Task brief: Scan the data below and pick out the lines containing the word "String".
┌──
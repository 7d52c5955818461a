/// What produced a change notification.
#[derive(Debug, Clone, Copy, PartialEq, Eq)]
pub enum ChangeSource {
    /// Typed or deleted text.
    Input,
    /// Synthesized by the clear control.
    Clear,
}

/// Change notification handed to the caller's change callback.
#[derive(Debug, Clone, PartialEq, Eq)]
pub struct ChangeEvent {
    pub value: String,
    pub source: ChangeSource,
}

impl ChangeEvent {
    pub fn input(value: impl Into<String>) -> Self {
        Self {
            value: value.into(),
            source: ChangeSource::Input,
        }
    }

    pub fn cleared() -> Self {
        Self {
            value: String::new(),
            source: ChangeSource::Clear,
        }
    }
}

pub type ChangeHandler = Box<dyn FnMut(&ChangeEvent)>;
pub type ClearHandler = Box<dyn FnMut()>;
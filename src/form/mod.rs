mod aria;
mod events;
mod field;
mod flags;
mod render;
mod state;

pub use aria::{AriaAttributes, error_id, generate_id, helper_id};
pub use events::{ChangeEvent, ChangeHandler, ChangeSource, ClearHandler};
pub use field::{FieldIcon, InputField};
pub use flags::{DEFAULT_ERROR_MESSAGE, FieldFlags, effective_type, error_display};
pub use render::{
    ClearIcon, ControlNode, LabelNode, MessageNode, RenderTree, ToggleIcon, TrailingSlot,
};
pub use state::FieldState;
└──
Output for this task:
    pub value: String,
    pub fn input(value: impl Into<String>) -> Self {
            value: String::new(),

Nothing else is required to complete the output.